You da man. I'm with Bucket Mouth and haven't caught a pike out of the river yet. I usually can't fish in November or December due to my work schedule. It certainly looks like you have them figured out.


----------



## kanu

Hit two spots yesterday fishing from my solo pirogue. Caught two 18" or so at the first. Second spot had some active fish. One about 30". The boat has length marks on the rail,but he was released while still in the water. He hit the husky jerk 4 times before he was hooked. This time of year, pike will almost always hit a lure more than once. They slash bait and then come back to eat it.
Light East /variable winds yesterday and a north east wind today might explain the afternoon activity. Changing hooks, split rings, and resting today.


----------



## RodsInTheMud

Like your toothy critter reports kanu, keep’em coming!


----------



## kanu

_When you can’t feel your fingers and toes, you can tell who really wants to fish! _


----------



## kanu

Launched two two person riverboat Monday. Lots of fish in the 20-28" range. Might have had to unhook 15 or so. Fast erratic retrieve seemed to be best, although one small fish tried to take the husky jerk while it was resting only half in the water. No big fish. Rain Wed. night upstream muddied the water dramatically. Might be done for a while since ice up usually occurs around Dec. 18th.


----------



## RodsInTheMud

kanu said:


> Launched two two person riverboat Monday. Lots of fish in the 20-28" range. Might have had to unhook 15 or so. Fast erratic retrieve seemed to be best, although one small fish tried to take the husky jerk while it was resting only half in the water. No big fish. Rain Wed. night upstream muddied the water dramatically. Might be done for a while since ice up usually occurs around Dec. 18th.

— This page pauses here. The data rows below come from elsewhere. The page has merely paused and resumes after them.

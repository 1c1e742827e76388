//! Full-state transfer.
//!
//! Replaces the local state of whole modules with the host's, for modules the
//! reconciler could not replay incrementally and for a forced reload.
//! Replacement is destructive: the old state is removed and the snapshot
//! added, never merged. Pending actions of the replaced modules are then
//! settled against the snapshot: the ones the host already executed are
//! dropped (their effect is in the snapshot), the rest are redone on top.
//! The replaced modules leave the lane's dirty set in the same batch.

use crate::coordinator::EntryState;
use crate::error::SyncResult;
use crate::local::LocalStore;
use crate::reconcile::{Pass, Reconciler};
use std::collections::{BTreeMap, BTreeSet, HashMap};
use tracing::{info, warn};
use vouch_core::{
    ActionId, AuditTime, ModuleId, StateQuery, StateReply, Transition, WriteBatch,
};

/// What replacing modules did to the pending queue
#[derive(Debug, Clone, Default, PartialEq, Eq)]
pub struct Replacement {
    pub modules: usize,
    /// Pending actions found executed by the host and dropped
    pub settled: usize,
    /// Pending actions redone on top of the snapshots
    pub redone: usize,
    /// Pending actions that no longer apply on the snapshots
    pub stranded: usize,
}

impl Reconciler {
    /// Query for `modules`, listing every pending action whose fate is unknown
    pub(crate) async fn state_query(
        &self,
        pass: &Pass<'_>,
        modules: &BTreeSet<ModuleId>,
    ) -> StateQuery {
        let queue = pass.lane.pending().await;
        let pending: Vec<ActionId> = queue
            .iter()
            .filter(|entry| {
                modules.contains(entry.module())
                    && !matches!(entry.state, EntryState::Acknowledged(_))
            })
            .map(|entry| entry.id())
            .collect();
        StateQuery {
            role: pass.role,
            entity: pass.entity,
            service: pass.service.clone(),
            modules: modules.iter().cloned().collect(),
            pending,
        }
    }

    /// Replace `modules` with the snapshots in `reply`. With `advance` the
    /// watermark moves to the reply's `as_of` in the same batch.
    pub(crate) async fn replace_modules(
        &self,
        pass: &Pass<'_>,
        modules: &BTreeSet<ModuleId>,
        reply: &StateReply,
        advance: bool,
    ) -> SyncResult<Replacement> {
        let mut queue = pass.lane.pending().await;
        let executed: HashMap<ActionId, AuditTime> = reply.executed.iter().copied().collect();

        let mut states: BTreeMap<ModuleId, Option<Vec<u8>>> =
            modules.iter().map(|module| (module.clone(), None)).collect();
        for snapshot in &reply.snapshots {
            if !modules.contains(&snapshot.module) {
                warn!(module = %snapshot.module, "Ignoring unrequested snapshot");
                continue;
            }
            states.insert(snapshot.module.clone(), snapshot.state.clone());
        }

        let mut report = Replacement {
            modules: states.len(),
            ..Replacement::default()
        };
        let mut settled: Vec<(usize, AuditTime)> = Vec::new();
        let mut redone: Vec<(usize, bool)> = Vec::new();
        for (index, entry) in queue.iter().enumerate() {
            let Some(state) = states.get_mut(entry.module()) else {
                continue;
            };
            let persisted_at = match entry.state {
                EntryState::Acknowledged(time) => Some(time),
                _ => executed.get(&entry.id()).copied(),
            };
            if let Some(time) = persisted_at {
                settled.push((index, time));
                continue;
            }
            let module = self.registry().module(entry.module())?;
            match module.apply(state.as_deref(), &entry.action)? {
                Transition::Applied(next) => {
                    *state = Some(next);
                    redone.push((index, true));
                }
                _ => redone.push((index, false)),
            }
        }

        let mut batch = WriteBatch::new();
        for (module, state) in &states {
            let key = LocalStore::state_key(pass.role, pass.entity, module);
            batch.delete(key.clone());
            if let Some(state) = state {
                batch.put(key, state.clone());
            }
        }
        let remaining: BTreeSet<ModuleId> = queue
            .iter()
            .enumerate()
            .filter(|(index, _)| !settled.iter().any(|(done, _)| done == index))
            .map(|(_, entry)| entry.module().clone())
            .collect();
        self.stage_tracking(&mut batch, pass, remaining, &BTreeSet::new(), modules)
            .await?;
        if advance {
            self.watermarks()
                .stage_advance(&mut batch, pass.role, pass.service, reply.as_of)
                .await?;
        }
        self.local().commit(batch).await?;

        for (index, applied) in redone {
            if applied {
                report.redone += 1;
            } else {
                report.stranded += 1;
            }
            queue.entries[index].applied_locally = applied;
        }
        for (index, time) in settled.into_iter().rev() {
            if let Some(mut entry) = queue.remove(index) {
                entry.resolve(Ok(time));
                report.settled += 1;
            }
        }

        info!(
            role = %pass.role,
            service = %pass.service,
            modules = report.modules,
            settled = report.settled,
            redone = report.redone,
            stranded = report.stranded,
            as_of = %reply.as_of,
            "Replaced module state from host"
        );
        Ok(report)
    }
}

Love the posts kanu, and I agree 2020 & 2021 were banner years for me also. 2022 was pretty much a wash for me, between 15” of snow and freezing temps keeping the creeks and streams frozen. Then spring floods blew out all the waterways. Hoping for a fishable winter and spring this year. Addicted to that Adrenalin on both ends of the line! 😁


----------



## RevKillj0y

Curious the talk of pikes in this thread coincide with Marios post about river pikes last week. Personally never caught a pike in the river but find plenty out at the marshes.


----------